WORK ITEM
Word for word, restate the entries below from their first line through the line that contains "use async_trait::async_trait;".

Segment Open

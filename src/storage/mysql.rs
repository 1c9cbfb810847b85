//! MySQL storage driver
//!
//! Multi-row upserts keyed on the natural unique keys, idempotent schema
//! bootstrap at startup, range deletes for retention. All statements are
//! built at runtime; nothing here requires a live database at compile time.

use std::time::Duration;

use anyhow::{Context, Result};
use async_trait::async_trait;
use chrono::{DateTime, Utc};
use sqlx::mysql::{MySqlPool, MySqlPoolOptions};
use sqlx::{MySql, QueryBuilder, Row};
use tracing::{debug, info};

use super::MonitorStorage;
use crate::config::MysqlConfig;
use crate::models::{OrderAggregationRow, PositionRecord, Signal};

const SCHEMA_SQL: &[&str] = &[
    // externally owned in production; created here so a fresh database boots
    r#"CREATE TABLE IF NOT EXISTS watched_addresses (
        address     VARCHAR(64)  NOT NULL,
        enabled     TINYINT(1)   NOT NULL DEFAULT 1,
        created_at  TIMESTAMP    NOT NULL DEFAULT CURRENT_TIMESTAMP,
        PRIMARY KEY (address)
    )"#,
    r#"CREATE TABLE IF NOT EXISTS order_aggregations (
        address         VARCHAR(64)     NOT NULL,
        order_id        BIGINT UNSIGNED NOT NULL,
        direction       VARCHAR(16)     NOT NULL,
        symbol          VARCHAR(64)     NOT NULL,
        total_size      DOUBLE          NOT NULL,
        avg_price       DOUBLE          NOT NULL,
        fill_count      INT UNSIGNED    NOT NULL,
        order_status    VARCHAR(32)     NOT NULL,
        signal_sent     TINYINT(1)      NOT NULL DEFAULT 0,
        first_fill_time BIGINT          NOT NULL,
        last_fill_time  BIGINT          NOT NULL,
        fills_json      MEDIUMTEXT      NOT NULL,
        updated_at      TIMESTAMP       NOT NULL DEFAULT CURRENT_TIMESTAMP ON UPDATE CURRENT_TIMESTAMP,
        PRIMARY KEY (address, order_id, direction),
        KEY idx_oa_last_fill_time (last_fill_time),
        KEY idx_oa_signal_sent (signal_sent, last_fill_time)
    )"#,
    r#"CREATE TABLE IF NOT EXISTS position_cache (
        address                VARCHAR(64) NOT NULL,
        spot_total_usd         DOUBLE      NOT NULL,
        account_value          DOUBLE      NOT NULL,
        spot_balances_json     MEDIUMTEXT  NOT NULL,
        futures_positions_json MEDIUMTEXT  NOT NULL,
        snapshot_time          BIGINT      NOT NULL,
        updated_at             TIMESTAMP   NOT NULL DEFAULT CURRENT_TIMESTAMP ON UPDATE CURRENT_TIMESTAMP,
        PRIMARY KEY (address)
    )"#,
    r#"CREATE TABLE IF NOT EXISTS signals (
        id            BIGINT UNSIGNED NOT NULL AUTO_INCREMENT,
        address       VARCHAR(64)     NOT NULL,
        asset_type    VARCHAR(16)     NOT NULL,
        symbol        VARCHAR(64)     NOT NULL,
        direction     VARCHAR(8)      NOT NULL,
        side          VARCHAR(8)      NOT NULL,
        position_rate DOUBLE          NOT NULL,
        close_rate    DOUBLE          NOT NULL,
        size          DOUBLE          NOT NULL,
        price         DOUBLE          NOT NULL,
        timestamp_ms  BIGINT          NOT NULL,
        created_at    TIMESTAMP       NOT NULL DEFAULT CURRENT_TIMESTAMP,
        PRIMARY KEY (id),
        KEY idx_signals_created_at (created_at),
        KEY idx_signals_address (address, created_at)
    )"#,
];

pub struct MySqlStorage {
    pool: MySqlPool,
}

impl MySqlStorage {
    pub async fn connect(cfg: &MysqlConfig) -> Result<Self> {
        let pool = MySqlPoolOptions::new()
            .max_connections(cfg.max_open_conns)
            .min_connections(cfg.max_idle_conns.min(cfg.max_open_conns))
            .max_lifetime(Duration::from_secs(cfg.conn_max_lifetime_secs))
            .acquire_timeout(Duration::from_secs(10))
            .connect(&cfg.dsn)
            .await
            .context("Failed to connect to MySQL")?;
        info!("MySQL pool established");
        Ok(Self { pool })
    }

    /// Idempotent DDL bootstrap.
    pub async fn init_schema(&self) -> Result<()> {
        for ddl in SCHEMA_SQL {
            sqlx::query(ddl)
                .execute(&self.pool)
                .await
                .context("Schema bootstrap statement failed")?;
        }
        debug!("Schema bootstrap complete");
        Ok(())
    }

    pub async fn close(&self) {
        self.pool.close().await;
    }
}

#[async_trait]
impl MonitorStorage for MySqlStorage {
    async fn list_active_addresses(&self) -> Result<Vec<String>> {
        let rows = sqlx::query("SELECT DISTINCT address FROM watched_addresses WHERE enabled = 1")
            .fetch_all(&self.pool)
            .await
            .context("Failed to list active addresses")?;
        rows.iter()
            .map(|row| row.try_get::<String, _>("address").map_err(Into::into))
            .collect()
    }

    async fn get_sent_orders_since(&self, since: DateTime<Utc>) -> Result<Vec<OrderAggregationRow>> {
        let rows = sqlx::query(
            r#"SELECT address, order_id, direction, symbol, total_size, avg_price,
                      fill_count, order_status, signal_sent, first_fill_time,
                      last_fill_time, fills_json
               FROM order_aggregations
               WHERE signal_sent = 1 AND last_fill_time >= ?"#,
        )
        .bind(since.timestamp_millis())
        .fetch_all(&self.pool)
        .await
        .context("Failed to load sent orders")?;

        rows.iter()
            .map(|row| {
                Ok(OrderAggregationRow {
                    address: row.try_get("address")?,
                    order_id: row.try_get("order_id")?,
                    direction: row.try_get("direction")?,
                    symbol: row.try_get("symbol")?,
                    total_size: row.try_get("total_size")?,
                    avg_price: row.try_get("avg_price")?,
                    fill_count: row.try_get("fill_count")?,
                    order_status: row.try_get("order_status")?,
                    signal_sent: row.try_get("signal_sent")?,
                    first_fill_time: row.try_get("first_fill_time")?,
                    last_fill_time: row.try_get("last_fill_time")?,
                    fills_json: row.try_get("fills_json")?,
                })
            })
            .collect()
    }

    async fn batch_upsert_order_aggregations(&self, rows: &[OrderAggregationRow]) -> Result<()> {
        if rows.is_empty() {
            return Ok(());
        }
        let mut qb: QueryBuilder<MySql> = QueryBuilder::new(
            "INSERT INTO order_aggregations (address, order_id, direction, symbol, total_size, \
             avg_price, fill_count, order_status, signal_sent, first_fill_time, last_fill_time, \
             fills_json) ",
        );
        qb.push_values(rows, |mut b, row| {
            b.push_bind(&row.address)
                .push_bind(row.order_id)
                .push_bind(&row.direction)
                .push_bind(&row.symbol)
                .push_bind(row.total_size)
                .push_bind(row.avg_price)
                .push_bind(row.fill_count)
                .push_bind(&row.order_status)
                .push_bind(row.signal_sent)
                .push_bind(row.first_fill_time)
                .push_bind(row.last_fill_time)
                .push_bind(&row.fills_json);
        });
        qb.push(
            " ON DUPLICATE KEY UPDATE symbol = VALUES(symbol), total_size = VALUES(total_size), \
             avg_price = VALUES(avg_price), fill_count = VALUES(fill_count), \
             order_status = VALUES(order_status), signal_sent = VALUES(signal_sent), \
             first_fill_time = VALUES(first_fill_time), last_fill_time = VALUES(last_fill_time), \
             fills_json = VALUES(fills_json)",
        );
        qb.build()
            .execute(&self.pool)
            .await
            .context("Order aggregation upsert failed")?;
        Ok(())
    }

    async fn batch_upsert_position_cache(&self, rows: &[PositionRecord]) -> Result<()> {
        if rows.is_empty() {
            return Ok(());
        }
        let mut qb: QueryBuilder<MySql> = QueryBuilder::new(
            "INSERT INTO position_cache (address, spot_total_usd, account_value, \
             spot_balances_json, futures_positions_json, snapshot_time) ",
        );
        qb.push_values(rows, |mut b, row| {
            b.push_bind(&row.address)
                .push_bind(row.spot_total_usd)
                .push_bind(row.account_value)
                .push_bind(serde_json::to_string(&row.spot_balances).unwrap_or_default())
                .push_bind(serde_json::to_string(&row.futures_positions).unwrap_or_default())
                .push_bind(row.snapshot_time);
        });
        qb.push(
            " ON DUPLICATE KEY UPDATE spot_total_usd = VALUES(spot_total_usd), \
             account_value = VALUES(account_value), \
             spot_balances_json = VALUES(spot_balances_json), \
             futures_positions_json = VALUES(futures_positions_json), \
             snapshot_time = VALUES(snapshot_time)",
        );
        qb.build()
            .execute(&self.pool)
            .await
            .context("Position cache upsert failed")?;
        Ok(())
    }

    async fn create_signal(&self, signal: &Signal) -> Result<()> {
        sqlx::query(
            r#"INSERT INTO signals (address, asset_type, symbol, direction, side,
                                    position_rate, close_rate, size, price, timestamp_ms)
               VALUES (?, ?, ?, ?, ?, ?, ?, ?, ?, ?)"#,
        )
        .bind(&signal.address)
        .bind(&signal.asset_type)
        .bind(&signal.symbol)
        .bind(&signal.direction)
        .bind(&signal.side)
        .bind(signal.position_rate)
        .bind(signal.close_rate)
        .bind(signal.size)
        .bind(signal.price)
        .bind(signal.timestamp)
        .execute(&self.pool)
        .await
        .context("Signal insert failed")?;
        Ok(())
    }

    async fn delete_aggregations_older_than(&self, cutoff: DateTime<Utc>) -> Result<u64> {
        let result = sqlx::query("DELETE FROM order_aggregations WHERE last_fill_time < ?")
            .bind(cutoff.timestamp_millis())
            .execute(&self.pool)
            .await
            .context("Aggregation retention delete failed")?;
        Ok(result.rows_affected())
    }

    async fn delete_signals_older_than(&self, cutoff: DateTime<Utc>) -> Result<u64> {
        let result = sqlx::query("DELETE FROM signals WHERE created_at < ?")
            .bind(cutoff)
            .execute(&self.pool)
            .await
            .context("Signal retention delete failed")?;
        Ok(result.rows_affected())
    }
}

Segment Closed

FINISHED EXERCISE
filename src/storage/mysql.rs
repository 1c9cbfb810847b85
//! MySQL storage driver
//!
//! Multi-row upserts keyed on the natural unique keys, idempotent schema
//! bootstrap at startup, range deletes for retention. All statements are
//! built at runtime; nothing here requires a live database at compile time.

use std::time::Duration;

use anyhow::{Context, Result};
use async_trait::async_trait;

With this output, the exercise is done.